Find the general $f^n(x)$ where
$f^1(x)=e^x$
$f^{a}(f^{b}x)=f^{(a+b)}(x)$
where $n,x\in\mathbb R$
I'm fairly confident that no two $f^n(x)$ with different values of $n$ will intersect, since then we could use the argument that if $f^n(x)=x$ at some point $A$, then $f^m(x)=x$ at the same point $A$, and $x$ does not intersect $e^x$. So $f^n(x)\ne f^m(x)$ at any point.
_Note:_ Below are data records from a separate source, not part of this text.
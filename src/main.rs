//! testdoc: extract, render and check test documentation.
//!
//! Reads a JSON config naming the documented fields and source files, then
//! runs the requested actions:
//!
//! - `testdoc --config tests/xe/config.json` prints the flat reST to stdout
//!   (`--format` picks another renderer: rest, nested, json, sheet)
//! - `--rest`, `--to-json`, `--spreadsheet` write rendered documents
//! - `--show-subtests` / `--gen-testlist` list the expanded subtests
//! - `--check-testlist --igt-build-path build` compares against a build
//! - `--import-sheet` writes sheet edits back to the sources

use anyhow::{Context, Result};
use clap::{ArgAction, Parser};
use std::fs;
use std::path::{Path, PathBuf};
use testdoc::listing::format_groups;
use testdoc::render::sheet::{Sheet, SheetRenderer};
use testdoc::{create_renderer, Renderer, TestPlan, TestPlanOptions};
use tracing_subscriber::EnvFilter;

#[derive(Parser)]
#[command(
    name = "testdoc",
    about = "Extract, expand and validate test documentation kept in source comments"
)]
struct Cli {
    /// JSON file describing the documented fields and source files
    #[arg(long)]
    config: PathBuf,

    /// Source files, overriding the config's "files" globs
    files: Vec<PathBuf>,

    /// Output format printed when no other action is given (rest, nested, json, sheet)
    #[arg(short = 'f', long, default_value = "rest")]
    format: String,

    /// Write reST documentation to this file
    #[arg(long)]
    rest: Option<PathBuf>,

    /// Group the reST output by the leveled fields instead of per test
    #[arg(long)]
    nested: bool,

    /// Write the test/subtest hierarchy as JSON
    #[arg(long)]
    to_json: Option<PathBuf>,

    /// Write a sheet (header row + rows) as JSON
    #[arg(long)]
    spreadsheet: Option<PathBuf>,

    /// Explode a multi-valued field into one column per value in the sheet.
    /// Can be specified multiple times.
    #[arg(long, value_name = "FIELD=PREFIX")]
    expand_field: Vec<String>,

    /// Print the expanded subtest names
    #[arg(long)]
    show_subtests: bool,

    /// Group listed subtests by this field
    #[arg(long)]
    sort_field: Option<String>,

    /// Only keep subtests whose field matches, e.g. 'Run type =~ bat'.
    /// Can be specified multiple times.
    #[arg(long, value_name = "FIELD =~ REGEX")]
    filter_field: Vec<String>,

    /// Compare the documentation with the testlists of a build
    #[arg(long)]
    check_testlist: bool,

    /// Build directory holding tests/<binary> and tests/<binary>.testlist
    #[arg(long)]
    igt_build_path: Option<PathBuf>,

    /// Base directory for the config's globs and list files
    #[arg(long)]
    sources_path: Option<PathBuf>,

    /// Write one <group>.testlist per sort field value into this directory
    #[arg(long)]
    gen_testlist: Option<PathBuf>,

    /// Also document the config's planning files
    #[arg(long)]
    include_plan: bool,

    /// Apply the values of a sheet JSON to the source files
    #[arg(long)]
    import_sheet: Option<PathBuf>,

    /// Raise the log level (-v info, -vv debug)
    #[arg(short, long, action = ArgAction::Count)]
    verbose: u8,
}

fn main() -> Result<()> {
    let cli = Cli::parse();
    init_tracing(cli.verbose);

    let options = TestPlanOptions {
        include_plan: cli.include_plan,
        files: cli.files.clone(),
        build_path: cli.igt_build_path.clone(),
        sources_path: cli.sources_path.clone(),
        ..Default::default()
    };
    let mut plan = TestPlan::load(&cli.config, options)
        .with_context(|| format!("failed to load {}", cli.config.display()))?;
    plan.set_filters(&cli.filter_field)?;

    if let Some(path) = &cli.import_sheet {
        let sheet = Sheet::read(path)?;
        let warnings = plan.import_sheet(&sheet)?;
        tracing::info!("{}: imported with {} warnings", path.display(), warnings.len());
        return Ok(());
    }

    let mut acted = false;

    if cli.show_subtests {
        let groups = plan.get_subtests(cli.sort_field.as_deref(), false, false)?;
        print!("{}", format_groups(&groups, cli.sort_field.is_some()));
        acted = true;
    }

    if let Some(dir) = &cli.gen_testlist {
        plan.gen_testlist(dir, cli.sort_field.as_deref())?;
        acted = true;
    }

    if let Some(path) = &cli.rest {
        let renderer = create_renderer(if cli.nested { "nested" } else { "rest" })?;
        write_output(path, &renderer.render(&plan)?)?;
        acted = true;
    }

    if let Some(path) = &cli.to_json {
        write_output(path, &create_renderer("json")?.render(&plan)?)?;
        acted = true;
    }

    if let Some(path) = &cli.spreadsheet {
        let renderer = SheetRenderer {
            expand_fields: cli
                .expand_field
                .iter()
                .map(|arg| expand_field(&plan, arg))
                .collect::<Result<_>>()?,
        };
        write_output(path, &renderer.render(&plan)?)?;
        acted = true;
    }

    if cli.check_testlist {
        let report = plan.check_tests()?;
        for error in &report.errors {
            eprintln!("{error}");
        }
        if !report.is_ok() {
            std::process::exit(1);
        }
        acted = true;
    }

    if !acted {
        let renderer = create_renderer(&cli.format)?;
        print!("{}", renderer.render(&plan)?);
    }
    Ok(())
}

/// Log to stderr. `RUST_LOG` takes precedence over `-v`.
fn init_tracing(verbose: u8) {
    let level = match verbose {
        0 => "warn",
        1 => "info",
        _ => "debug",
    };
    let filter = EnvFilter::try_from_default_env().unwrap_or_else(|_| EnvFilter::new(level));
    tracing_subscriber::fmt()
        .with_env_filter(filter)
        .with_writer(std::io::stderr)
        .with_target(false)
        .init();
}

fn write_output(path: &Path, content: &str) -> Result<()> {
    fs::write(path, content).with_context(|| format!("failed to write {}", path.display()))
}

/// Parse `FIELD=PREFIX`. Without a prefix, columns are named `FIELD: value`.
fn expand_field(plan: &TestPlan, arg: &str) -> Result<(String, String)> {
    let (field, prefix) = match arg.split_once('=') {
        Some((field, prefix)) => (field.trim(), prefix.to_string()),
        None => (arg.trim(), format!("{}: ", arg.trim())),
    };
    let field = plan.schema().require(field)?.to_string();
    Ok((field, prefix))
}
P.S. I'm not sure what tags to add for this, so add them as you see fit
One may apply a Newton series as this answer shows to yield:
$$f^\alpha(x)=f^{\lceil\alpha\rceil}(f^{\alpha-\lceil\alpha\rceil}(x))=f^{\lceil\alpha\rceil}\left(\sum_{m=0}^{\infty} \binom {\alpha-\lceil\alpha\rceil}m \sum_{k=0}^m\binom mk(-1)^{m-k}f^k(x)\right)$$
other neat forms:
$$f^\alpha(x)=f^{\lceil\alpha\rceil}\left[\lim_{n\to\infty}\binom {\alpha-\lceil\alpha\rceil}n\sum_{k=0}^n\frac{\alpha-\lceil\alpha\rceil-n}{\alpha-\lceil\alpha\rceil-k}\binom nk(-1)^{n-k}f^k(x)\right]$$
note the use of $\alpha-\lceil\alpha\rceil$ to avoid the calculation of half iterations of functions that are super linear with base greater than $e^{1/e}.$